2Education: 2 years and 10 months
3Education: 5 months.
4Education: 4 years.
5Education: 2 years.
The informants were identified by the health management or the local leaders, based on their work experiences and possible interest in participating. We have no reason to believe that the informants were identified because of their attitudes or that they held back possible critics.
Data analysis
Firstly, to ensure sufficient saturation, the transcripts were read by both TA and LS to get an overall sense of the entire material and identify empirically based meaning units of which we primarily focus on recruitment and retention in this article.
The following thematically structured analysis focused on the content to identify patterns and variations in the material, thus developing meaning, clarifying understandings, and adding new perspectives such as other studies and findings [13]. During this process, the overall structural and organisational framework and local conditions in healthcare served as background for the informants’ experiences and scope for action [12].
Ethics
The study was approved by the Research Ethics Board for Health Research in Greenland (KVUG 2021–01) and conducted by agreement with the local regional and municipal authorities.

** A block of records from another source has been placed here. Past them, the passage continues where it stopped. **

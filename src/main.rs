use clap::Parser;
use std::future::Future;
use switchboard::config::AppConfig;
use switchboard::logging::init_logging;
use switchboard::Coordinator;
use tokio::signal;
use tracing::{error, info, warn};

#[derive(Parser)]
#[command(name = "switchboard")]
#[command(version)]
#[command(about = "Coordinate remote A2A agents: discovery, health and task routing", long_about = None)]
struct Cli {
    /// Configuration directory (default.toml plus the SWITCHBOARD_ENV file)
    #[arg(short, long, default_value = "config", env = "SWITCHBOARD_CONFIG_DIR")]
    config: String,

    /// Agent base URL to register at startup (repeatable)
    #[arg(short, long = "agent")]
    agents: Vec<String>,

    /// Override the configured log level
    #[arg(long)]
    log_level: Option<String>,
}

#[tokio::main]
async fn main() -> anyhow::Result<()> {
    let cli = Cli::parse();

    let mut config = AppConfig::load_from(&cli.config)?;
    if let Some(level) = cli.log_level {
        config.logging.level = level;
    }
    init_logging(&config.logging);

    info!(
        name = %config.platform.name,
        version = %config.platform.version,
        config_dir = %cli.config,
        "Starting switchboard"
    );

    let coordinator = Coordinator::new(config)?;
    coordinator.start().await;

    for url in &cli.agents {
        let response = coordinator.register_agent_response(url, false).await;
        if response.success {
            info!(agent_id = %response.agent_id, url = %url, "{}", response.message);
        } else {
            warn!(url = %url, "Could not register agent: {}", response.message);
        }
    }

    shutdown_signal().await;
    info!("Shutdown signal received");
    coordinator.stop().await;

    Ok(())
}

async fn shutdown_signal() {
    let ctrl_c = on_signal("Ctrl+C", signal::ctrl_c());

    #[cfg(unix)]
    let terminate = on_signal("SIGTERM", async {
        let mut stream = signal::unix::signal(signal::unix::SignalKind::terminate())?;
        stream.recv().await;
        Ok::<(), std::io::Error>(())
    });

    #[cfg(not(unix))]
    let terminate = std::future::pending::<()>();

    tokio::select! {
        _ = ctrl_c => {},
        _ = terminate => {},
    }
}

/// Resolves when `signal` fires. A handler that failed to install never
/// resolves, so the other signal still decides when to shut down.
async fn on_signal<F>(name: &str, signal: F)
where
    F: Future<Output = std::io::Result<()>>,
{
    if let Err(e) = signal.await {
        error!("Failed to install {} handler: {}", name, e);
        std::future::pending::<()>().await;
    }
}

Prior to the interview, the informants received information in Kalaallisut/Danish about the purpose of the study and the course of the interview. All invited gave written informed consent to participate. Their identities have been anonymised. The student assistants who transcribed the interviews imposed a duty of confidentiality, which they were already familiar with, being part of their study and future profession. Materials are kept secure according to the data management policy of Ilisimatusarfik.
Results
Initial analysis
Many dedicated, hard-working health workers in the regional hospitals, health centres and health stations were involved in a daily struggle, not only to provide adequate healthcare in their local communities 24/7, but also to combine work and leisure time in their daily life in a satisfactory and balanced manner. This circumstance, which was well known in society, negatively affected the recruitment of permanent staff.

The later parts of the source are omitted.